Михаилу Михайловичу Иванову война с Японией принесла славу и награды. Самую почетную воинскую награду Российской империи – орден Святого Великомученика и Победоносца Георгия он заработал еще в самом начале боевых действий на суше – за Тюренченский бой 18 апреля 1904 года. Рота под командованием капитана М. М. Иванова прикрыла отход полка, помогла ему и соседним частям дивизии вырваться из окружения и спасти знамена. О напряженности боя свидетельствуют цифры: из 156 стрелков роты, вступивших в бой, целыми из него вышли 15, включая командира. Полковой священник, о. Стефан (Щербаковский), шедший впереди цепей, получил два ранения и стал пятым православным священником, удостоившимся награждения орденом Св. Георгия (всего подобных награждений к 1917 году насчитывалось менее двух десятков). После поступления в Санкт-Петербургскую духовную семинарию о. Стефан служил полковым священником в частях гвардии, с Кавалергардским полком участвовал в походах Великой войны и был убит в 1918 году чекистами в Одессе.

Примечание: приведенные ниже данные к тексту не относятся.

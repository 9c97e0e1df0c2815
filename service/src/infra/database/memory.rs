//! In-memory [`Database`] implementation.

use std::{collections::HashMap, sync::Arc};

use common::operations::{By, Commit, Insert, Lock, Select, Transact, Update};
use tokio::sync::{Mutex, OwnedRwLockWriteGuard, RwLock};
use tracerr::Traced;

use crate::{
    domain::{circle, item, user, Circle, Item, User},
    infra::{database, Database},
};

/// Stored records of a [`Memory`] database.
#[derive(Clone, Debug, Default, Eq, PartialEq)]
pub struct Snapshot {
    /// Stored [`Circle`]s in the order of their insertion.
    pub circles: Vec<Circle>,

    /// Stored [`Item`]s in the order of their insertion.
    pub items: Vec<Item>,

    /// Stored [`User`]s in the order of their insertion.
    pub users: Vec<User>,
}

/// In-memory [`Database`] client.
///
/// Clones share the same [`Snapshot`]. Records are replaced as a whole, so a
/// record once read is never changed afterwards.
///
/// A started [`Transact`]ion holds the [`Snapshot`] exclusively until it's
/// committed or dropped, and stages its changes in a private copy. Dropping
/// it without [`Commit`] discards the changes.
#[derive(Clone, Debug, Default)]
pub struct Memory {
    /// Shared [`Snapshot`] of this [`Memory`].
    store: Arc<RwLock<Snapshot>>,

    /// [`Staged`] changes of the started transaction, if any.
    ///
    /// Contains [`None`] once the transaction is committed.
    tx: Option<Arc<Mutex<Option<Staged>>>>,
}

/// Changes of a [`Memory`] transaction to be committed.
#[derive(Debug)]
struct Staged {
    /// Exclusive access to the shared [`Snapshot`].
    store: OwnedRwLockWriteGuard<Snapshot>,

    /// [`Snapshot`] with the changes applied.
    changes: Snapshot,
}

impl Memory {
    /// Creates a new [`Memory`] database populated with the provided
    /// [`Snapshot`].
    #[must_use]
    pub fn new(snapshot: Snapshot) -> Self {
        Self {
            store: Arc::new(RwLock::new(snapshot)),
            tx: None,
        }
    }

    /// Returns a copy of the currently stored [`Snapshot`].
    pub async fn snapshot(&self) -> Snapshot {
        self.read(Snapshot::clone).await
    }

    /// Applies the provided function to the [`Snapshot`] visible by this
    /// [`Memory`] client.
    async fn read<R>(&self, f: impl FnOnce(&Snapshot) -> R) -> R {
        if let Some(tx) = &self.tx {
            if let Some(staged) = tx.lock().await.as_ref() {
                return f(&staged.changes);
            }
        }
        f(&*self.store.read().await)
    }

    /// Applies the provided modification to the [`Snapshot`] visible by this
    /// [`Memory`] client.
    async fn write<R>(&self, f: impl FnOnce(&mut Snapshot) -> R) -> R {
        if let Some(tx) = &self.tx {
            if let Some(staged) = tx.lock().await.as_mut() {
                return f(&mut staged.changes);
            }
        }
        f(&mut *self.store.write().await)
    }
}

/// Record identified by its ID.
trait Record: Clone {
    /// Type of the ID.
    type Id: Copy + Eq;

    /// Returns the ID of this [`Record`].
    fn id(&self) -> Self::Id;
}

impl Record for Circle {
    type Id = circle::Id;

    fn id(&self) -> Self::Id {
        self.id
    }
}

impl Record for Item {
    type Id = item::Id;

    fn id(&self) -> Self::Id {
        self.id
    }
}

impl Record for User {
    type Id = user::Id;

    fn id(&self) -> Self::Id {
        self.id
    }
}

/// Replaces the stored [`Record`] having the same ID, or appends the provided
/// one otherwise.
fn upsert<R: Record>(records: &mut Vec<R>, record: R) {
    if let Some(r) = records.iter_mut().find(|r| r.id() == record.id()) {
        *r = record;
    } else {
        records.push(record);
    }
}

/// Returns the stored [`Record`] with the provided ID, if any.
fn find<R: Record>(records: &[R], id: R::Id) -> Option<R> {
    records.iter().find(|r| r.id() == id).cloned()
}

impl Database<Transact> for Memory {
    type Ok = Self;
    type Err = Traced<database::Error>;

    async fn execute(&self, _: Transact) -> Result<Self::Ok, Self::Err> {
        let store = Arc::clone(&self.store).write_owned().await;
        let changes = store.clone();
        Ok(Self {
            store: Arc::clone(&self.store),
            tx: Some(Arc::new(Mutex::new(Some(Staged { store, changes })))),
        })
    }
}

impl Database<Commit> for Memory {
    type Ok = ();
    type Err = Traced<database::Error>;

    async fn execute(&self, _: Commit) -> Result<Self::Ok, Self::Err> {
        if let Some(tx) = &self.tx {
            if let Some(staged) = tx.lock().await.take() {
                let Staged { mut store, changes } = staged;
                *store = changes;
            }
        }
        Ok(())
    }
}

impl Database<Select<By<Vec<Circle>, ()>>> for Memory {
    type Ok = Vec<Circle>;
    type Err = Traced<database::Error>;

    async fn execute(
        &self,
        _: Select<By<Vec<Circle>, ()>>,
    ) -> Result<Self::Ok, Self::Err> {
        Ok(self.read(|s| s.circles.clone()).await)
    }
}

impl Database<Select<By<Option<Circle>, circle::Id>>> for Memory {
    type Ok = Option<Circle>;
    type Err = Traced<database::Error>;

    async fn execute(
        &self,
        Select(by): Select<By<Option<Circle>, circle::Id>>,
    ) -> Result<Self::Ok, Self::Err> {
        Ok(self.read(|s| find(&s.circles, by.into_inner())).await)
    }
}

impl Database<Insert<Circle>> for Memory {
    type Ok = ();
    type Err = Traced<database::Error>;

    async fn execute(
        &self,
        Insert(circle): Insert<Circle>,
    ) -> Result<Self::Ok, Self::Err> {
        self.write(|s| upsert(&mut s.circles, circle)).await;
        Ok(())
    }
}

impl Database<Select<By<Vec<Item>, ()>>> for Memory {
    type Ok = Vec<Item>;
    type Err = Traced<database::Error>;

    async fn execute(
        &self,
        _: Select<By<Vec<Item>, ()>>,
    ) -> Result<Self::Ok, Self::Err> {
        Ok(self.read(|s| s.items.clone()).await)
    }
}

impl Database<Select<By<Option<Item>, item::Id>>> for Memory {
    type Ok = Option<Item>;
    type Err = Traced<database::Error>;

    async fn execute(
        &self,
        Select(by): Select<By<Option<Item>, item::Id>>,
    ) -> Result<Self::Ok, Self::Err> {
        Ok(self.read(|s| find(&s.items, by.into_inner())).await)
    }
}

impl Database<Insert<Item>> for Memory {
    type Ok = ();
    type Err = Traced<database::Error>;

    async fn execute(
        &self,
        Insert(item): Insert<Item>,
    ) -> Result<Self::Ok, Self::Err> {
        self.execute(Update(item)).await
    }
}

impl Database<Update<Item>> for Memory {
    type Ok = ();
    type Err = Traced<database::Error>;

    async fn execute(
        &self,
        Update(item): Update<Item>,
    ) -> Result<Self::Ok, Self::Err> {
        self.write(|s| upsert(&mut s.items, item)).await;
        Ok(())
    }
}

/// Started transaction already holds the whole [`Snapshot`] exclusively.
impl Database<Lock<By<Item, item::Id>>> for Memory {
    type Ok = ();
    type Err = Traced<database::Error>;

    async fn execute(
        &self,
        _: Lock<By<Item, item::Id>>,
    ) -> Result<Self::Ok, Self::Err> {
        Ok(())
    }
}

impl Database<Select<By<Vec<User>, ()>>> for Memory {
    type Ok = Vec<User>;
    type Err = Traced<database::Error>;

    async fn execute(
        &self,
        _: Select<By<Vec<User>, ()>>,
    ) -> Result<Self::Ok, Self::Err> {
        Ok(self.read(|s| s.users.clone()).await)
    }
}

impl Database<Select<By<Option<User>, user::Id>>> for Memory {
    type Ok = Option<User>;
    type Err = Traced<database::Error>;

    async fn execute(
        &self,
        Select(by): Select<By<Option<User>, user::Id>>,
    ) -> Result<Self::Ok, Self::Err> {
        Ok(self.read(|s| find(&s.users, by.into_inner())).await)
    }
}

impl Database<Select<By<HashMap<user::Id, User>, Vec<user::Id>>>> for Memory {
    type Ok = HashMap<user::Id, User>;
    type Err = Traced<database::Error>;

    async fn execute(
        &self,
        Select(by): Select<By<HashMap<user::Id, User>, Vec<user::Id>>>,
    ) -> Result<Self::Ok, Self::Err> {
        let ids = by.into_inner();
        Ok(self
            .read(|s| {
                s.users
                    .iter()
                    .filter(|u| ids.contains(&u.id))
                    .map(|u| (u.id, u.clone()))
                    .collect()
            })
            .await)
    }
}

impl Database<Insert<User>> for Memory {
    type Ok = ();
    type Err = Traced<database::Error>;

    async fn execute(
        &self,
        Insert(user): Insert<User>,
    ) -> Result<Self::Ok, Self::Err> {
        self.write(|s| upsert(&mut s.users, user)).await;
        Ok(())
    }
}

#[cfg(test)]
mod spec {
    use common::operations::{By, Commit, Insert, Select, Transact, Update};

    use crate::{
        domain::{
            circle::{self, Day, Wing},
            Circle, Item,
        },
        fixture,
        infra::Database as _,
    };

    use super::{Memory, Snapshot};

    #[tokio::test]
    async fn keeps_insertion_order() {
        let db = Memory::default();
        let first = fixture::circle("A", Day::Second, Wing::South, "z1");
        let second = fixture::circle("B", Day::First, Wing::West, "a1");

        db.execute(Insert(first.clone())).await.unwrap();
        db.execute(Insert(second.clone())).await.unwrap();

        assert_eq!(
            db.execute(Select(By::<Vec<Circle>, ()>::all()))
                .await
                .unwrap(),
            vec![first, second],
        );
    }

    #[tokio::test]
    async fn replaces_updated_record_keeping_previous_reads() {
        let me = fixture::user("me");
        let item = fixture::item(circle::Id::new(), "100", &[(me.id, 1, 1)]);
        let db = Memory::new(Snapshot {
            items: vec![item.clone()],
            ..Snapshot::default()
        });

        let before = db.snapshot().await;
        let updated = item.without_request_of(me.id);
        db.execute(Update(updated.clone())).await.unwrap();

        assert_eq!(before.items, vec![item]);
        assert_eq!(
            db.execute(Select(By::<Vec<Item>, ()>::all())).await.unwrap(),
            vec![updated],
        );
    }

    #[tokio::test]
    async fn applies_transaction_on_commit() {
        let item = fixture::item(circle::Id::new(), "100", &[]);
        let db = Memory::new(Snapshot {
            items: vec![item.clone()],
            ..Snapshot::default()
        });
        let mut updated = item.clone();
        updated.name = "既刊セット".into();

        let tx = db.execute(Transact).await.unwrap();
        tx.execute(Update(updated.clone())).await.unwrap();
        assert_eq!(
            tx.execute(Select(By::<Option<Item>, _>::new(item.id)))
                .await
                .unwrap(),
            Some(updated.clone()),
        );
        tx.execute(Commit).await.unwrap();

        assert_eq!(db.snapshot().await.items, vec![updated]);
    }

    #[tokio::test]
    async fn discards_uncommitted_transaction() {
        let item = fixture::item(circle::Id::new(), "100", &[]);
        let db = Memory::new(Snapshot {
            items: vec![item.clone()],
            ..Snapshot::default()
        });
        let mut updated = item.clone();
        updated.name = "既刊セット".into();

        let tx = db.execute(Transact).await.unwrap();
        tx.execute(Update(updated)).await.unwrap();
        drop(tx);

        assert_eq!(db.snapshot().await.items, vec![item]);
    }
}
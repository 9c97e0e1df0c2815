//! [`Query`] collection related to the multiple [`Circle`]s.

use common::operations::{By, Select};
use tracerr::Traced;

use crate::{
    domain::Circle,
    infra::{database, Database},
    read::circle::Condition,
    Query, Service,
};

/// [`Query`] listing the catalog of non-deleted [`Circle`]s matching a
/// [`Condition`].
#[derive(Clone, Debug, Eq, PartialEq)]
pub struct List {
    /// [`Condition`] the listed [`Circle`]s should match.
    pub condition: Condition,
}

impl Default for List {
    fn default() -> Self {
        Self {
            condition: Condition::all(),
        }
    }
}

impl<Db> Query<List> for Service<Db>
where
    Db: Database<
        Select<By<Vec<Circle>, ()>>,
        Ok = Vec<Circle>,
        Err = Traced<database::Error>,
    >,
{
    type Ok = Vec<Circle>;
    type Err = Traced<database::Error>;

    async fn execute(
        &self,
        List { condition }: List,
    ) -> Result<Self::Ok, Self::Err> {
        let mut circles = self
            .database()
            .execute(Select(By::<Vec<Circle>, ()>::all()))
            .await
            .map_err(tracerr::wrap!())?;
        circles.retain(|c| !c.deleted && condition.matches(c));
        Ok(circles)
    }
}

В воспоминаниях М. М. Иванова прекрасно отражена «отрядомания» как стиль управления в бою старших русских начальников того периода (в первую очередь, А. Н. Куропаткина): когда по разным боевым участкам раздергивались не только дивизии, но и полки, батальоны и роты. Удобству управления частями такое «оперативное искусство», конечно, не способствовало.

Заслуженный в Тюренченском бою авторитет М. М. Иванова признавался начальством, новый командир полка полковник В. А. Яблочкин (сменивший убитого под Тюренченом полковника Н. А. Лайминга) старался отправлять вновь прибывающих офицеров в его роту, чтобы под началом опытного строевого и боевого командира приехавшие из Европейской России необстрелянные офицеры могли осмотреться и втянуться в боевую работу. Особенно доверительные отношения сложились у М. М. Иванова с князем А. В. Барятинским.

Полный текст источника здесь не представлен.